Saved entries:
————————

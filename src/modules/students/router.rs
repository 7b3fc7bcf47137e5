use axum::{Router, middleware, routing::get};

use super::controller::{create_student, delete_student, get_student, get_students, update_student};
use crate::middleware::role::require_admin;
use crate::state::AppState;

pub fn init_students_router(state: AppState) -> Router<AppState> {
    Router::new()
        .route("/", get(get_students).post(create_student))
        .route(
            "/{id}",
            get(get_student).put(update_student).delete(delete_student),
        )
        .route_layer(middleware::from_fn_with_state(state, require_admin))
}
use serde::{Deserialize, Serialize};
use utoipa::ToSchema;

/// Dashboard counters for one school.
#[derive(Debug, Clone, Default, PartialEq, Serialize, Deserialize, ToSchema)]
#[serde(rename_all = "camelCase")]
pub struct SchoolStats {
    /// Active teachers.
    pub total_teachers: i64,
    /// Active students.
    pub total_students: i64,
    pub total_classes: i64,
    /// Attendance records dated today.
    pub total_attendance: i64,
    /// Outstanding amount over pending and partial fees.
    pub total_fees: f64,
}

/// Active accounts per school role.
#[derive(Debug, Clone, Default, PartialEq, Serialize, Deserialize, ToSchema)]
pub struct UserBreakdown {
    pub admins: i64,
    pub teachers: i64,
    pub students: i64,
}

/// Counters for the super-admin dashboard, across every school.
#[derive(Debug, Clone, Default, PartialEq, Serialize, Deserialize, ToSchema)]
#[serde(rename_all = "camelCase")]
pub struct PlatformStats {
    /// Active schools.
    pub total_schools: i64,
    /// Active accounts of every role, super-admins included.
    pub total_users: i64,
    pub user_breakdown: UserBreakdown,
}
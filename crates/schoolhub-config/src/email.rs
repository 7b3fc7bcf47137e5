use std::env;

use crate::env_flag;
use crate::env_parse;

#[derive(Clone, Debug)]
pub struct EmailConfig {
    pub enabled: bool,
    pub smtp_host: String,
    pub smtp_port: u16,
    pub smtp_username: String,
    pub smtp_password: String,
    pub from_email: String,
    pub from_name: String,
    pub frontend_url: String,
}

impl EmailConfig {
    pub fn from_env() -> Self {
        Self {
            enabled: env_flag("SMTP_ENABLED", false),
            smtp_host: env::var("SMTP_HOST").unwrap_or_else(|_| "localhost".to_string()),
            smtp_port: env_parse("SMTP_PORT", 1025),
            smtp_username: env::var("SMTP_USERNAME").unwrap_or_default(),
            smtp_password: env::var("SMTP_PASSWORD").unwrap_or_default(),
            from_email: env::var("FROM_EMAIL")
                .unwrap_or_else(|_| "noreply@schoolhub.local".to_string()),
            from_name: env::var("FROM_NAME").unwrap_or_else(|_| "SchoolHub".to_string()),
            frontend_url: env::var("FRONTEND_URL")
                .unwrap_or_else(|_| "http://localhost:3000".to_string()),
        }
    }

    pub fn has_credentials(&self) -> bool {
        !self.smtp_username.is_empty() && !self.smtp_password.is_empty()
    }
}

impl Default for EmailConfig {
    fn default() -> Self {
        Self {
            enabled: false,
            smtp_host: "localhost".to_string(),
            smtp_port: 1025,
            smtp_username: String::new(),
            smtp_password: String::new(),
            from_email: "noreply@schoolhub.local".to_string(),
            from_name: "SchoolHub".to_string(),
            frontend_url: "http://localhost:3000".to_string(),
        }
    }
}
use axum::{
    Router, middleware,
    routing::{get, post},
};

use super::controller::{check_super_admin, get_me, login_user, register_school};
use crate::middleware::role::require_super_admin;
use crate::state::AppState;

pub fn init_auth_router(state: AppState) -> Router<AppState> {
    Router::new()
        .route("/register-school", post(register_school))
        .route_layer(middleware::from_fn_with_state(state, require_super_admin))
        .route("/login", post(login_user))
        .route("/check-super-admin", get(check_super_admin))
        .route("/me", get(get_me))
}
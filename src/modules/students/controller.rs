use axum::{
    Json,
    extract::{Path, State},
    http::StatusCode,
};
use schoolhub_core::AppError;
use schoolhub_models::PrincipalId;
use tracing::instrument;

use super::model::{CreateStudentDto, PrincipalProfile, StudentCreatedResponse, UpdateStudentDto};
use super::service::StudentService;
use crate::middleware::tenant::Tenant;
use crate::modules::auth::controller::ErrorResponse;
use crate::modules::auth::model::MessageResponse;
use crate::state::AppState;
use crate::validator::ProvisionForm;

#[utoipa::path(
    get,
    path = "/api/admin/students",
    params(crate::middleware::tenant::SchoolScopeQuery),
    responses(
        (status = 200, description = "Students of the school", body = Vec<PrincipalProfile>),
        (status = 400, description = "schoolId missing for super-admin", body = ErrorResponse),
        (status = 401, description = "Unauthorized", body = ErrorResponse),
        (status = 403, description = "Forbidden", body = ErrorResponse)
    ),
    security(
        ("bearer_auth" = [])
    ),
    tag = "Students"
)]
#[instrument(skip_all)]
pub async fn get_students(
    Tenant(tenant): Tenant,
) -> Result<Json<Vec<PrincipalProfile>>, AppError> {
    let students = StudentService::list_students(&tenant).await?;
    Ok(Json(students.into_iter().map(PrincipalProfile::from).collect()))
}

#[utoipa::path(
    get,
    path = "/api/admin/students/{id}",
    params(
        ("id" = PrincipalId, Path, description = "Student ID"),
        crate::middleware::tenant::SchoolScopeQuery
    ),
    responses(
        (status = 200, description = "Student details", body = PrincipalProfile),
        (status = 401, description = "Unauthorized", body = ErrorResponse),
        (status = 403, description = "Forbidden", body = ErrorResponse),
        (status = 404, description = "Student not found", body = ErrorResponse)
    ),
    security(
        ("bearer_auth" = [])
    ),
    tag = "Students"
)]
#[instrument(skip_all, fields(principal.id = %id))]
pub async fn get_student(
    Tenant(tenant): Tenant,
    Path(id): Path<PrincipalId>,
) -> Result<Json<PrincipalProfile>, AppError> {
    let student = StudentService::get_student(&tenant, id).await?;
    Ok(Json(student.into()))
}

/// Create a student with generated credentials
///
/// The login id is derived from `admissionYear`, defaulting to the current year.
#[utoipa::path(
    post,
    path = "/api/admin/students",
    params(crate::middleware::tenant::SchoolScopeQuery),
    request_body = CreateStudentDto,
    responses(
        (status = 201, description = "Student created", body = StudentCreatedResponse),
        (status = 400, description = "Bad request", body = ErrorResponse),
        (status = 401, description = "Unauthorized", body = ErrorResponse),
        (status = 403, description = "Forbidden", body = ErrorResponse),
        (status = 404, description = "Class not found", body = ErrorResponse),
        (status = 409, description = "Email or admission number already in use", body = ErrorResponse),
        (status = 422, description = "Validation error or rejected image", body = ErrorResponse)
    ),
    security(
        ("bearer_auth" = [])
    ),
    tag = "Students"
)]
#[instrument(skip_all)]
pub async fn create_student(
    State(state): State<AppState>,
    Tenant(tenant): Tenant,
    form: ProvisionForm<CreateStudentDto>,
) -> Result<(StatusCode, Json<StudentCreatedResponse>), AppError> {
    let (student, credentials) =
        StudentService::create_student(&state, &tenant, form.data, form.image).await?;
    Ok((
        StatusCode::CREATED,
        Json(StudentCreatedResponse {
            student: student.into(),
            credentials,
        }),
    ))
}

/// Update a student
///
/// Multipart requests may carry an `image` part that replaces the current image.
#[utoipa::path(
    put,
    path = "/api/admin/students/{id}",
    params(
        ("id" = PrincipalId, Path, description = "Student ID"),
        crate::middleware::tenant::SchoolScopeQuery
    ),
    request_body = UpdateStudentDto,
    responses(
        (status = 200, description = "Student updated", body = PrincipalProfile),
        (status = 400, description = "Bad request", body = ErrorResponse),
        (status = 401, description = "Unauthorized", body = ErrorResponse),
        (status = 403, description = "Forbidden", body = ErrorResponse),
        (status = 404, description = "Student not found", body = ErrorResponse),
        (status = 409, description = "Email already in use", body = ErrorResponse),
        (status = 422, description = "Validation error or rejected image", body = ErrorResponse)
    ),
    security(
        ("bearer_auth" = [])
    ),
    tag = "Students"
)]
#[instrument(skip_all, fields(principal.id = %id))]
pub async fn update_student(
    State(state): State<AppState>,
    Tenant(tenant): Tenant,
    Path(id): Path<PrincipalId>,
    form: ProvisionForm<UpdateStudentDto>,
) -> Result<Json<PrincipalProfile>, AppError> {
    let student = StudentService::update_student(&state, &tenant, id, form.data, form.image).await?;
    Ok(Json(student.into()))
}

#[utoipa::path(
    delete,
    path = "/api/admin/students/{id}",
    params(
        ("id" = PrincipalId, Path, description = "Student ID"),
        crate::middleware::tenant::SchoolScopeQuery
    ),
    responses(
        (status = 200, description = "Student deactivated", body = MessageResponse),
        (status = 401, description = "Unauthorized", body = ErrorResponse),
        (status = 403, description = "Forbidden", body = ErrorResponse),
        (status = 404, description = "Student not found", body = ErrorResponse)
    ),
    security(
        ("bearer_auth" = [])
    ),
    tag = "Students"
)]
#[instrument(skip_all, fields(principal.id = %id))]
pub async fn delete_student(
    Tenant(tenant): Tenant,
    Path(id): Path<PrincipalId>,
) -> Result<Json<MessageResponse>, AppError> {
    StudentService::deactivate_student(&tenant, id).await?;
    Ok(Json(MessageResponse::new("Student deleted successfully")))
}
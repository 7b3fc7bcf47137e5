use serde::{Deserialize, Serialize};
use utoipa::ToSchema;

pub use schoolhub_models::principals::{IssuedCredentials, PrincipalProfile};
pub use schoolhub_models::schools::{
    CreateSchoolAdminDto, DeactivateSchoolResponse, School, UpdateSchoolDto,
};

/// Returned once, when an extra admin is added to a school.
#[derive(Debug, Clone, Serialize, Deserialize, ToSchema)]
#[serde(rename_all = "camelCase")]
pub struct SchoolAdminCreatedResponse {
    pub message: String,
    pub admin: PrincipalProfile,
    pub credentials: IssuedCredentials,
}
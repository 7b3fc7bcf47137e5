//! Strongly-typed identifiers.
//!
//! Record ids are `Uuid` newtypes so a `ClassId` can never be passed where a
//! `PrincipalId` is expected. Schools are the exception: a school is identified
//! by the human-readable code its super-admin assigned ([`SchoolId`]).
//!
//! # Example
//!
//! ```ignore
//! use schoolhub_models::ids::{ClassId, PrincipalId};
//!
//! fn assign(class: ClassId, teacher: PrincipalId) { /* ... */ }
//!
//! assign(ClassId::new(), PrincipalId::new());   // OK
//! // assign(PrincipalId::new(), ClassId::new()); // Compile error! Type mismatch.
//! ```

use serde::{Deserialize, Serialize};
use sqlx::{
    Database, Decode, Encode, Type,
    postgres::{PgHasArrayType, PgTypeInfo},
};
use std::fmt;
use utoipa::ToSchema;
use uuid::Uuid;

/// Defines a `Uuid` newtype with serde, sqlx and OpenAPI support.
macro_rules! define_id {
    (
        $(#[$meta:meta])*
        $name:ident
    ) => {
        $(#[$meta])*
        #[derive(Clone, Copy, PartialEq, Eq, Hash, PartialOrd, Ord, Serialize, ToSchema)]
        #[schema(value_type = String, format = "uuid")]
        pub struct $name(pub Uuid);

        impl $name {
            /// Create a new random ID.
            #[inline]
            pub fn new() -> Self {
                Self(Uuid::new_v4())
            }

            #[inline]
            pub const fn from_uuid(uuid: Uuid) -> Self {
                Self(uuid)
            }

            #[inline]
            pub const fn into_inner(self) -> Uuid {
                self.0
            }

            #[inline]
            pub const fn as_uuid(&self) -> &Uuid {
                &self.0
            }
        }

        impl Default for $name {
            fn default() -> Self {
                Self::new()
            }
        }

        impl fmt::Debug for $name {
            fn fmt(&self, f: &mut fmt::Formatter<'_>) -> fmt::Result {
                write!(f, "{}({})", stringify!($name), self.0)
            }
        }

        impl fmt::Display for $name {
            fn fmt(&self, f: &mut fmt::Formatter<'_>) -> fmt::Result {
                write!(f, "{}", self.0)
            }
        }

        impl From<Uuid> for $name {
            #[inline]
            fn from(uuid: Uuid) -> Self {
                Self(uuid)
            }
        }

        impl From<$name> for Uuid {
            #[inline]
            fn from(id: $name) -> Uuid {
                id.0
            }
        }

        impl std::str::FromStr for $name {
            type Err = uuid::Error;

            fn from_str(s: &str) -> Result<Self, Self::Err> {
                Uuid::parse_str(s).map(Self)
            }
        }

        impl Type<sqlx::Postgres> for $name {
            fn type_info() -> PgTypeInfo {
                <Uuid as Type<sqlx::Postgres>>::type_info()
            }

            fn compatible(ty: &PgTypeInfo) -> bool {
                <Uuid as Type<sqlx::Postgres>>::compatible(ty)
            }
        }

        impl<'q> Encode<'q, sqlx::Postgres> for $name {
            fn encode_by_ref(
                &self,
                buf: &mut <sqlx::Postgres as Database>::ArgumentBuffer<'q>,
            ) -> Result<sqlx::encode::IsNull, sqlx::error::BoxDynError> {
                <Uuid as Encode<'q, sqlx::Postgres>>::encode_by_ref(&self.0, buf)
            }
        }

        impl<'r> Decode<'r, sqlx::Postgres> for $name {
            fn decode(
                value: <sqlx::Postgres as Database>::ValueRef<'r>,
            ) -> Result<Self, sqlx::error::BoxDynError> {
                <Uuid as Decode<'r, sqlx::Postgres>>::decode(value).map(Self)
            }
        }

        impl PgHasArrayType for $name {
            fn array_type_info() -> PgTypeInfo {
                <Uuid as PgHasArrayType>::array_type_info()
            }
        }

        impl<'de> Deserialize<'de> for $name {
            fn deserialize<D>(deserializer: D) -> Result<Self, D::Error>
            where
                D: serde::Deserializer<'de>,
            {
                Uuid::deserialize(deserializer).map(Self)
            }
        }
    };
}

define_id!(
    /// Identifier of a principal (super-admin, admin, teacher or student).
    PrincipalId
);

define_id!(
    /// Identifier of a class.
    ClassId
);

define_id!(
    /// Identifier of a timetable entry.
    TimetableEntryId
);

define_id!(
    /// Identifier of an attendance record.
    AttendanceId
);

define_id!(
    /// Identifier of a fee record.
    FeeId
);

/// Human-readable school code chosen at registration, e.g. `GREENFIELD-01`.
///
/// This is the tenant key: every tenant-scoped row stores it.
#[derive(
    Debug, Clone, PartialEq, Eq, Hash, PartialOrd, Ord, Serialize, Deserialize, sqlx::Type, ToSchema,
)]
#[serde(transparent)]
#[sqlx(transparent)]
#[schema(value_type = String, example = "GREENFIELD-01")]
pub struct SchoolId(pub String);

impl SchoolId {
    pub fn new(code: impl Into<String>) -> Self {
        Self(code.into())
    }

    pub fn as_str(&self) -> &str {
        &self.0
    }

    /// Codes are 2 to 32 characters of ASCII letters, digits, `-` or `_`.
    pub fn is_well_formed(code: &str) -> bool {
        (2..=32).contains(&code.len())
            && code
                .chars()
                .all(|c| c.is_ascii_alphanumeric() || c == '-' || c == '_')
    }
}

impl fmt::Display for SchoolId {
    fn fmt(&self, f: &mut fmt::Formatter<'_>) -> fmt::Result {
        f.write_str(&self.0)
    }
}

impl From<&str> for SchoolId {
    fn from(code: &str) -> Self {
        Self(code.to_string())
    }
}
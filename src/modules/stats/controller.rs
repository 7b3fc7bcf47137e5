use axum::{Json, extract::State};
use schoolhub_core::AppError;
use schoolhub_models::stats::{PlatformStats, SchoolStats};
use tracing::instrument;

use super::service::StatsService;
use crate::middleware::tenant::Tenant;
use crate::modules::auth::controller::ErrorResponse;
use crate::state::AppState;

#[utoipa::path(
    get,
    path = "/api/admin/stats",
    params(crate::middleware::tenant::SchoolScopeQuery),
    responses(
        (status = 200, description = "Dashboard counters", body = SchoolStats),
        (status = 400, description = "schoolId missing for super-admin", body = ErrorResponse),
        (status = 401, description = "Unauthorized", body = ErrorResponse),
        (status = 403, description = "Forbidden - admin only", body = ErrorResponse)
    ),
    security(
        ("bearer_auth" = [])
    ),
    tag = "Stats"
)]
#[instrument(skip_all)]
pub async fn get_stats(Tenant(tenant): Tenant) -> Result<Json<SchoolStats>, AppError> {
    Ok(Json(StatsService::school_stats(&tenant).await?))
}

/// Platform-wide counters for the super-admin dashboard
#[utoipa::path(
    get,
    path = "/api/super-admin/stats",
    responses(
        (status = 200, description = "Schools and accounts across the platform", body = PlatformStats),
        (status = 401, description = "Unauthorized", body = ErrorResponse),
        (status = 403, description = "Forbidden - super-admin only", body = ErrorResponse)
    ),
    security(
        ("bearer_auth" = [])
    ),
    tag = "Stats"
)]
#[instrument(skip_all)]
pub async fn get_platform_stats(
    State(state): State<AppState>,
) -> Result<Json<PlatformStats>, AppError> {
    Ok(Json(StatsService::platform_stats(state.store.as_ref()).await?))
}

————————

Exercise aim: Look for the line that contains "use super::service::StatsService;" in the entries above. Set it down, along with all later lines, exactly as written.

Expected answer:
use super::service::StatsService;
use crate::middleware::tenant::Tenant;
use crate::modules::auth::controller::ErrorResponse;
use crate::state::AppState;

#[utoipa::path(
    get,
    path = "/api/admin/stats",
    params(crate::middleware::tenant::SchoolScopeQuery),
    responses(
        (status = 200, description = "Dashboard counters", body = SchoolStats),
        (status = 400, description = "schoolId missing for super-admin", body = ErrorResponse),
        (status = 401, description = "Unauthorized", body = ErrorResponse),
        (status = 403, description = "Forbidden - admin only", body = ErrorResponse)
    ),
    security(
        ("bearer_auth" = [])
    ),
    tag = "Stats"
)]
#[instrument(skip_all)]
pub async fn get_stats(Tenant(tenant): Tenant) -> Result<Json<SchoolStats>, AppError> {
    Ok(Json(StatsService::school_stats(&tenant).await?))
}

/// Platform-wide counters for the super-admin dashboard
#[utoipa::path(
    get,
    path = "/api/super-admin/stats",
    responses(
        (status = 200, description = "Schools and accounts across the platform", body = PlatformStats),
        (status = 401, description = "Unauthorized", body = ErrorResponse),
        (status = 403, description = "Forbidden - super-admin only", body = ErrorResponse)
    ),
    security(
        ("bearer_auth" = [])
    ),
    tag = "Stats"
)]
#[instrument(skip_all)]
pub async fn get_platform_stats(
    State(state): State<AppState>,
) -> Result<Json<PlatformStats>, AppError> {
    Ok(Json(StatsService::platform_stats(state.store.as_ref()).await?))
}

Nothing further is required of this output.